(Items from a data source)
//! Application builder. Wires router, middleware and state into an Axum
//! app, and runs it alongside the reaper.

use std::sync::Arc;

use axum::Router;
use axum::middleware as axum_middleware;
use tower_http::trace::TraceLayer;

use impactqr_core::config::AppConfig;
use impactqr_core::error::AppError;
use impactqr_worker::Reaper;

use crate::middleware::compression::build_compression_layer;
use crate::middleware::cors::build_cors_layer;
use crate::middleware::logging::request_logging;
use crate::router::build_router;
use crate::state::AppState;

/// Builds the complete Axum application with all routes and middleware.
pub fn build_app(state: AppState) -> Router {
    let cors = build_cors_layer(&state.config.server.cors);

    build_router(state)
        .layer(build_compression_layer())
        .layer(cors)
        .layer(axum_middleware::from_fn(request_logging))
        .layer(TraceLayer::new_for_http())
}

/// Runs the ImpactQR server until Ctrl+C or SIGTERM.
///
/// Owns the registry for the lifetime of the process. The reaper starts
/// once the listener is bound and stops after the server drains.
pub async fn run_server(config: AppConfig) -> Result<(), AppError> {
    tracing::info!("Starting ImpactQR server...");

    let state = AppState::new(config)?;
    let config = Arc::clone(&state.config);

    tracing::info!(
        ttl_minutes = config.links.ttl_minutes,
        max_file_mb = config.uploads.max_file_mb,
        max_total_mb = config.uploads.max_total_mb,
        max_files = config.uploads.max_files,
        "Link store ready"
    );

    let addr = format!("{}:{}", config.server.host, config.server.port);
    let listener = tokio::net::TcpListener::bind(&addr)
        .await
        .map_err(|e| AppError::internal(format!("Failed to bind {}: {}", addr, e)))?;

    let reaper = Reaper::new(Arc::clone(&state.registry), config.links.sweep_interval()).start();
    let app = build_app(state);

    tracing::info!("ImpactQR server listening on {}", addr);

    let served = axum::serve(listener, app)
        .with_graceful_shutdown(shutdown_signal())
        .await;

    reaper.stop().await;

    served.map_err(|e| AppError::internal(format!("Server error: {}", e)))?;

    tracing::info!("ImpactQR server stopped");
    Ok(())
}

async fn shutdown_signal() {
    let ctrl_c = async {
        if let Err(e) = tokio::signal::ctrl_c().await {
            tracing::error!("Failed to install Ctrl+C handler: {}", e);
            std::future::pending::<()>().await;
        }
    };

    #[cfg(unix)]
    let terminate = async {
        match tokio::signal::unix::signal(tokio::signal::unix::SignalKind::terminate()) {
            Ok(mut signal) => {
                signal.recv().await;
            }
            Err(e) => {
                tracing::error!("Failed to install SIGTERM handler: {}", e);
                std::future::pending::<()>().await;
            }
        }
    };

    #[cfg(not(unix))]
    let terminate = std::future::pending::<()>();

    tokio::select! {
        _ = ctrl_c => {},
        _ = terminate => {},
    }

    tracing::info!("Shutdown signal received");
}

• [WORK INSTRUCTIONS] Would you transcribe every entry exactly, leaving nothing out?

• [ANSWER SECTION]
//! Application builder. Wires router, middleware and state into an Axum
//! app, and runs it alongside the reaper.

use std::sync::Arc;

use axum::Router;
use axum::middleware as axum_middleware;
use tower_http::trace::TraceLayer;

use impactqr_core::config::AppConfig;
use impactqr_core::error::AppError;
use impactqr_worker::Reaper;

use crate::middleware::compression::build_compression_layer;
use crate::middleware::cors::build_cors_layer;
use crate::middleware::logging::request_logging;
use crate::router::build_router;
use crate::state::AppState;

/// Builds the complete Axum application with all routes and middleware.
pub fn build_app(state: AppState) -> Router {
    let cors = build_cors_layer(&state.config.server.cors);

    build_router(state)
        .layer(build_compression_layer())
        .layer(cors)
        .layer(axum_middleware::from_fn(request_logging))
        .layer(TraceLayer::new_for_http())
}

/// Runs the ImpactQR server until Ctrl+C or SIGTERM.
///
/// Owns the registry for the lifetime of the process. The reaper starts
/// once the listener is bound and stops after the server drains.
pub async fn run_server(config: AppConfig) -> Result<(), AppError> {
    tracing::info!("Starting ImpactQR server...");

    let state = AppState::new(config)?;
    let config = Arc::clone(&state.config);

    tracing::info!(
        ttl_minutes = config.links.ttl_minutes,
        max_file_mb = config.uploads.max_file_mb,
        max_total_mb = config.uploads.max_total_mb,
        max_files = config.uploads.max_files,
        "Link store ready"
    );

    let addr = format!("{}:{}", config.server.host, config.server.port);
    let listener = tokio::net::TcpListener::bind(&addr)
        .await
        .map_err(|e| AppError::internal(format!("Failed to bind {}: {}", addr, e)))?;

    let reaper = Reaper::new(Arc::clone(&state.registry), config.links.sweep_interval()).start();
    let app = build_app(state);

    tracing::info!("ImpactQR server listening on {}", addr);

    let served = axum::serve(listener, app)
        .with_graceful_shutdown(shutdown_signal())
        .await;

    reaper.stop().await;

    served.map_err(|e| AppError::internal(format!("Server error: {}", e)))?;

    tracing::info!("ImpactQR server stopped");
    Ok(())
}

async fn shutdown_signal() {
    let ctrl_c = async {
        if let Err(e) = tokio::signal::ctrl_c().await {
            tracing::error!("Failed to install Ctrl+C handler: {}", e);
            std::future::pending::<()>().await;
        }
    };

    #[cfg(unix)]
    let terminate = async {
        match tokio::signal::unix::signal(tokio::signal::unix::SignalKind::terminate()) {
            Ok(mut signal) => {
                signal.recv().await;
            }
            Err(e) => {
                tracing::error!("Failed to install SIGTERM handler: {}", e);
                std::future::pending::<()>().await;
            }
        }
    };

    #[cfg(not(unix))]
    let terminate = std::future::pending::<()>();

    tokio::select! {
        _ = ctrl_c => {},
        _ = terminate => {},
    }

    tracing::info!("Shutdown signal received");
}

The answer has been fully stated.